Word for word, restate every entry shown below.

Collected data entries
»»

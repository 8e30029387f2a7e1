//! Stop-the-world tracing support.
//!
//! When the `tracing` feature is enabled, this module provides structured
//! spans and events for suspension rounds, marking and fork handling.
//! Without the feature every helper compiles to nothing, except
//! [`warn`], which always reaches stderr.

#[cfg(feature = "tracing")]
pub mod internal {
    use std::time::Duration;

    use tracing::{span, Level};

    /// Span held by a stopped world.
    pub type RoundSpan = span::EnteredSpan;

    /// Create a span covering one stop-the-world round.
    pub fn trace_stop_world(round: u64, threads: usize) -> RoundSpan {
        span!(Level::DEBUG, "stop_world", round, threads).entered()
    }

    /// Log a finished marking generation.
    pub fn log_mark_generation(generation: u64, markers: usize) {
        tracing::debug!(generation, markers, "mark_generation");
    }

    /// Log the outcome of a suspension pass.
    pub fn log_threads_stopped(suspended: usize, blocked: usize, compensated: usize) {
        tracing::debug!(suspended, blocked, compensated, "threads_stopped");
    }

    /// Log that a signal had to be sent again.
    pub fn log_signal_resent(pending: usize) {
        tracing::trace!(pending, "suspend_resent");
    }

    /// Log a restart/re-suspend pass for threads caught in a critical region.
    pub fn log_critical_retry(attempt: usize, threads: usize) {
        tracing::debug!(attempt, threads, "critical_region_retry");
    }

    /// Log the end of a stop-the-world round.
    #[allow(clippy::cast_possible_truncation)]
    pub fn log_world_restarted(round: u64, pause: Duration) {
        tracing::debug!(round, pause_us = pause.as_micros() as u64, "world_restarted");
    }

    /// Log marker helper start-up.
    pub fn log_marker_started(helpers: usize) {
        tracing::debug!(helpers, "markers_started");
    }

    /// Log a fork hook.
    pub fn log_fork(phase: &'static str) {
        tracing::debug!(phase, "fork_hook");
    }

    /// Log a thread entering the registry.
    pub fn log_thread_registered(id: u64, main: bool) {
        tracing::trace!(id, main, "thread_registered");
    }

    /// Log a thread leaving the registry.
    pub fn log_thread_exit(id: u64, detached: bool) {
        tracing::trace!(id, detached, "thread_exit");
    }
}

#[cfg(not(feature = "tracing"))]
pub mod internal {
    use std::time::Duration;

    /// Stub span when tracing is disabled.
    pub type RoundSpan = ();

    /// Stub function when tracing is disabled.
    pub const fn trace_stop_world(_round: u64, _threads: usize) -> RoundSpan {}

    /// Stub function when tracing is disabled.
    pub const fn log_mark_generation(_generation: u64, _markers: usize) {}

    /// Stub function when tracing is disabled.
    pub const fn log_threads_stopped(_suspended: usize, _blocked: usize, _compensated: usize) {}

    /// Stub function when tracing is disabled.
    pub const fn log_signal_resent(_pending: usize) {}

    /// Stub function when tracing is disabled.
    pub const fn log_critical_retry(_attempt: usize, _threads: usize) {}

    /// Stub function when tracing is disabled.
    pub const fn log_world_restarted(_round: u64, _pause: Duration) {}

    /// Stub function when tracing is disabled.
    pub const fn log_marker_started(_helpers: usize) {}

    /// Stub function when tracing is disabled.
    pub const fn log_fork(_phase: &'static str) {}

    /// Stub function when tracing is disabled.
    pub const fn log_thread_registered(_id: u64, _main: bool) {}

    /// Stub function when tracing is disabled.
    pub const fn log_thread_exit(_id: u64, _detached: bool) {}
}

/// Emit a warning the user must see even without a subscriber.
pub fn warn(message: std::fmt::Arguments<'_>) {
    #[cfg(feature = "tracing")]
    tracing::warn!("{message}");
    #[cfg(not(feature = "tracing"))]
    eprintln!("rudo-stw: warning: {message}");
}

««

Solved problem =
repository 8e30029387f2a7e1
//! Stop-the-world tracing support.
//!
//! When the `tracing` feature is enabled, this module provides structured
//! spans and events for suspension rounds, marking and fork handling.
//! Without the feature every helper compiles to nothing, except
//! [`warn`], which always reaches stderr.

#[cfg(feature = "tracing")]
pub mod internal {
    use std::time::Duration;

    use tracing::{span, Level};

    /// Span held by a stopped world.
    pub type RoundSpan = span::EnteredSpan;

    /// Create a span covering one stop-the-world round.
    pub fn trace_stop_world(round: u64, threads: usize) -> RoundSpan {
        span!(Level::DEBUG, "stop_world", round, threads).entered()
    }

    /// Log a finished marking generation.
    pub fn log_mark_generation(generation: u64, markers: usize) {
        tracing::debug!(generation, markers, "mark_generation");
    }

    /// Log the outcome of a suspension pass.
    pub fn log_threads_stopped(suspended: usize, blocked: usize, compensated: usize) {
        tracing::debug!(suspended, blocked, compensated, "threads_stopped");
    }

    /// Log that a signal had to be sent again.
    pub fn log_signal_resent(pending: usize) {
        tracing::trace!(pending, "suspend_resent");
    }

    /// Log a restart/re-suspend pass for threads caught in a critical region.
    pub fn log_critical_retry(attempt: usize, threads: usize) {
        tracing::debug!(attempt, threads, "critical_region_retry");
    }

    /// Log the end of a stop-the-world round.
    #[allow(clippy::cast_possible_truncation)]
    pub fn log_world_restarted(round: u64, pause: Duration) {
        tracing::debug!(round, pause_us = pause.as_micros() as u64, "world_restarted");
    }

    /// Log marker helper start-up.
    pub fn log_marker_started(helpers: usize) {
        tracing::debug!(helpers, "markers_started");
    }

    /// Log a fork hook.
    pub fn log_fork(phase: &'static str) {
        tracing::debug!(phase, "fork_hook");
    }

    /// Log a thread entering the registry.
    pub fn log_thread_registered(id: u64, main: bool) {
        tracing::trace!(id, main, "thread_registered");
    }

    /// Log a thread leaving the registry.
    pub fn log_thread_exit(id: u64, detached: bool) {
        tracing::trace!(id, detached, "thread_exit");
    }
}

#[cfg(not(feature = "tracing"))]
pub mod internal {
    use std::time::Duration;

    /// Stub span when tracing is disabled.
    pub type RoundSpan = ();

    /// Stub function when tracing is disabled.
    pub const fn trace_stop_world(_round: u64, _threads: usize) -> RoundSpan {}

    /// Stub function when tracing is disabled.
    pub const fn log_mark_generation(_generation: u64, _markers: usize) {}

    /// Stub function when tracing is disabled.
    pub const fn log_threads_stopped(_suspended: usize, _blocked: usize, _compensated: usize) {}

    /// Stub function when tracing is disabled.
    pub const fn log_signal_resent(_pending: usize) {}

    /// Stub function when tracing is disabled.
    pub const fn log_critical_retry(_attempt: usize, _threads: usize) {}

    /// Stub function when tracing is disabled.
    pub const fn log_world_restarted(_round: u64, _pause: Duration) {}

    /// Stub function when tracing is disabled.
    pub const fn log_marker_started(_helpers: usize) {}

    /// Stub function when tracing is disabled.
    pub const fn log_fork(_phase: &'static str) {}

    /// Stub function when tracing is disabled.
    pub const fn log_thread_registered(_id: u64, _main: bool) {}

    /// Stub function when tracing is disabled.
    pub const fn log_thread_exit(_id: u64, _detached: bool) {}
}

/// Emit a warning the user must see even without a subscriber.
pub fn warn(message: std::fmt::Arguments<'_>) {
    #[cfg(feature = "tracing")]
    tracing::warn!("{message}");
    #[cfg(not(feature = "tracing"))]
    eprintln!("rudo-stw: warning: {message}");
}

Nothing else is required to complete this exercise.